Practical_RL: Reinforcement learning for seq2seq (pytorch, tensorflow, theano)

Jan. 14, 2018, 3:59 a.m. By: Kirti Bakshi


Over the last few decades, Machine Learning methods have gone through a steep ascension. One can teach an algorithm to comprehend, find objects on images, translate natural language as well as even generate text and voice, or retrieve information from the internet at superhuman or near levels if given enough labelled data. The only downside that comes ahead is, not every problem can be framed as learning X -> y transition that approximates some reference labels.

About This Course:

If one finds themselves say, learning to, play some new game, navigate in urban surroundings, design landing pages, ride a bicycle, or, even, build reinforcement learning agents, in this very course, you don’t just normally memorize textbooks that come with examples for every possible situation of optimal muscular contractions.
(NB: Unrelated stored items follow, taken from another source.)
impl SessionSync {
    /// Start the engine: subscribe to provider events, then fetch and handle
    /// the current session in the background.
    ///
    /// The loading ceiling already covers the fetch. If the provider has not
    /// answered by then, the state settles as signed out and the late answer
    /// is still accepted when it arrives.
    ///
    /// Must be called from within a Tokio runtime.
    pub fn start(
        provider: Arc<dyn AuthProvider>,
        resolver: ProfileResolver,
        options: SyncOptions,
    ) -> Self {
        let (publisher, changes) = watch::channel(SessionState::initial());
        let shared = Arc::new(Shared {
            provider,
            resolver,
            inner: Mutex::new(Inner {
                generation: 0,
                state: SessionState::initial(),
                guard: LoadingGuard::new(options.loading_timeout),
                disposed: false,
                publisher: Some(publisher),
            }),
            options,
            changes,
        });

        // The bootstrap fetch is a loading cycle of its own.
        {
            let mut inner = shared.lock();
            shared.arm_guard(&mut inner);
        }

        // Subscribe before fetching the snapshot so no event is missed.
        let subscription = match shared.provider.subscribe() {
            Ok(subscription) => Some(subscription),
            Err(e) => {
                error!(error = %e, "failed to subscribe to auth events");
                None
            }
        };

        let shutdown = Arc::new(Notify::new());
        let task = tokio::spawn(run(
            Arc::clone(&shared),
            subscription,
            Arc::clone(&shutdown),
        ));

        Self {
            shared,
            shutdown,
            task: Some(task),
        }
    }

    /// A handle for consumers.
    #[must_use]
    pub fn context(&self) -> SessionContext {
        SessionContext {
            shared: Arc::clone(&self.shared),
        }
    }

    /// Tear the engine down: stop the event loop, unsubscribe, cancel the
    /// loading guard, and end every change stream. No state changes after
    /// this returns. Calling it again is a no-op.
    pub fn dispose(&self) {
        if self.shared.dispose() {
            info!("session engine disposed");
            self.shutdown.notify_one();
        }
    }

    /// Dispose and wait for the event loop to finish unsubscribing.
    pub async fn shutdown(mut self) {
        self.dispose();
        if let Some(task) = self.task.take()
            && let Err(e) = task.await
        {
            warn!(error = %e, "session event loop ended abnormally");
        }
    }
}

impl Drop for SessionSync {
    fn drop(&mut self) {
        self.dispose();
    }
}

impl std::fmt::Debug for SessionSync {
    fn fmt(&self, f: &mut std::fmt::Formatter<'_>) -> std::fmt::Result {
        f.debug_struct("SessionSync")
            .field("disposed", &self.shared.is_disposed())
            .finish_non_exhaustive()
    }
}

async fn run(shared: Arc<Shared>, subscription: Option<Subscription>, shutdown: Arc<Notify>) {
    let snapshot = tokio::select! {
        biased;
        () = shutdown.notified() => None,
        result = shared.provider.current_session() => match result {
            Ok(snapshot) => Some(snapshot),
            Err(e) => {
                warn!(error = %e, "failed to fetch current session, treating as signed out");
                Some(None)
            }
        },
    };

    let Some(snapshot) = snapshot else {
        return;
    };
    shared.accept(
        AuthEventKind::InitialSession,
        snapshot.map(|snapshot| snapshot.identity),
    );

    let Some(mut subscription) = subscription else {
        return;
    };

    loop {
        tokio::select! {
            biased;
            () = shutdown.notified() => break,
            event = subscription.next() => {
                let Some(event) = event else {
                    warn!("auth event stream closed by provider");
                    break;
                };
                debug!(kind = event.kind.as_str(), "auth event received");
                shared.accept(event.kind, event.session.map(|session| session.identity));
            }
        }
    }

    subscription.dispose();
}

/// Consumer handle to the session state. Cheap to clone.
#[derive(Clone)]
pub struct SessionContext {
    shared: Arc<Shared>,
}

impl SessionContext {
    /// The current state.
    #[must_use]
    pub fn state(&self) -> SessionState {
        self.shared.lock().state.clone()
    }

    /// A stream of state changes. It ends when the engine is disposed.
    ///
    /// The current state counts as seen, so `changed()` waits for the next
    /// transition.
    #[must_use]
    pub fn changes(&self) -> watch::Receiver<SessionState> {
        let mut changes = self.shared.changes.clone();
        changes.borrow_and_update();
        changes
    }

    /// Number of lifecycle transitions accepted so far.
    #[must_use]
    pub fn generation(&self) -> u64 {
        self.shared.lock().generation
    }

    #[must_use]
    pub fn phase(&self) -> SessionPhase {
        self.shared.lock().state.phase()
    }

    #[must_use]
    pub fn is_disposed(&self) -> bool {
        self.shared.is_disposed()
    }

    /// Wait until `loading` is false and return that state.
    ///
    /// # Errors
    ///
    /// Returns `SessionError::Disposed` if the engine is torn down first.
    pub async fn wait_until_settled(&self) -> Result<SessionState, SessionError> {
        let mut changes = self.changes();
        changes
            .wait_for(|state| !state.loading)
            .await
            .map(|state| state.clone())
            .map_err(|_| SessionError::Disposed)
    }

    /// Look the profile up again for the current identity.
    ///
    /// Runs inline and does not raise `loading`. A no-op when nobody is
    /// signed in. The result is dropped if another event lands first.
    ///
    /// # Errors
    ///
    /// Returns `SessionError::Disposed` after teardown.
    #[instrument(skip_all)]
    pub async fn refresh_profile(&self) -> Result<(), SessionError> {
        let (generation, identity) = {
            let mut inner = self.shared.lock();
            if inner.disposed {
                return Err(SessionError::Disposed);
            }
            let Some(identity) = inner.state.identity.clone() else {
                debug!("refresh requested without an identity");
                return Ok(());
            };
            inner.generation += 1;
            (inner.generation, identity)
        };

        debug!(generation, identity_id = %identity.id, "refreshing profile");
        let profile = self.shared.resolver.resolve(&identity).await;
        self.shared.commit_resolution(generation, identity, profile);
        Ok(())
    }

    /// Sign out at the provider, then clear the local session regardless of
    /// the provider's answer.
    ///
    /// # Errors
    ///
    /// Returns `SessionError::Disposed` after teardown. Provider failures are
    /// reported in [`SignOutOutcome::remote_error`] instead.
    #[instrument(skip_all)]
    pub async fn sign_out(&self) -> Result<SignOutOutcome, SessionError> {
        if self.shared.is_disposed() {
            return Err(SessionError::Disposed);
        }

        let remote_error = match self.shared.provider.sign_out().await {
            Ok(()) => None,
            Err(e) => {
                warn!(error = %e, "remote sign-out failed, clearing local session anyway");
                Some(e)
            }
        };

        let generation = {
            let mut inner = self.shared.lock();
            if inner.disposed {
                return Err(SessionError::Disposed);
            }
            inner.generation += 1;
            inner.guard.cancel();
            Shared::publish(&mut inner, SessionState::unauthenticated());
            inner.generation
        };

        info!(generation, "signed out");
        clear_sentry_user();
        add_breadcrumb("session", "sign_out", None);

        Ok(SignOutOutcome {
            redirect_to: self.shared.options.signed_out_redirect.clone(),
            remote_error,
        })
    }
}

impl std::fmt::Debug for SessionContext {
    fn fmt(&self, f: &mut std::fmt::Formatter<'_>) -> std::fmt::Result {
        f.debug_struct("SessionContext")
            .field("state", &self.state())
            .finish_non_exhaustive()
    }
}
The common idea that lies within these problems is that they can be solved by the method of trial and error: trying out ideas and sticking to those that affect less on the bad side.

One more common thing is that these problems can be, solved automatically to a various extent. So, here, what we’re going to exactly do is train machines to do the creative search for solution throughout this course.

The main focus of the MOOC is the practical aspect of training for life-size problems such “machines”, called Reinforcement Learning (RL) algorithms.

The Things on the menu include:

  • foundations of RL,

  • practical algorithms,

  • engineering “hacks”,

  • case studies,

  • fresh & crunchy articles.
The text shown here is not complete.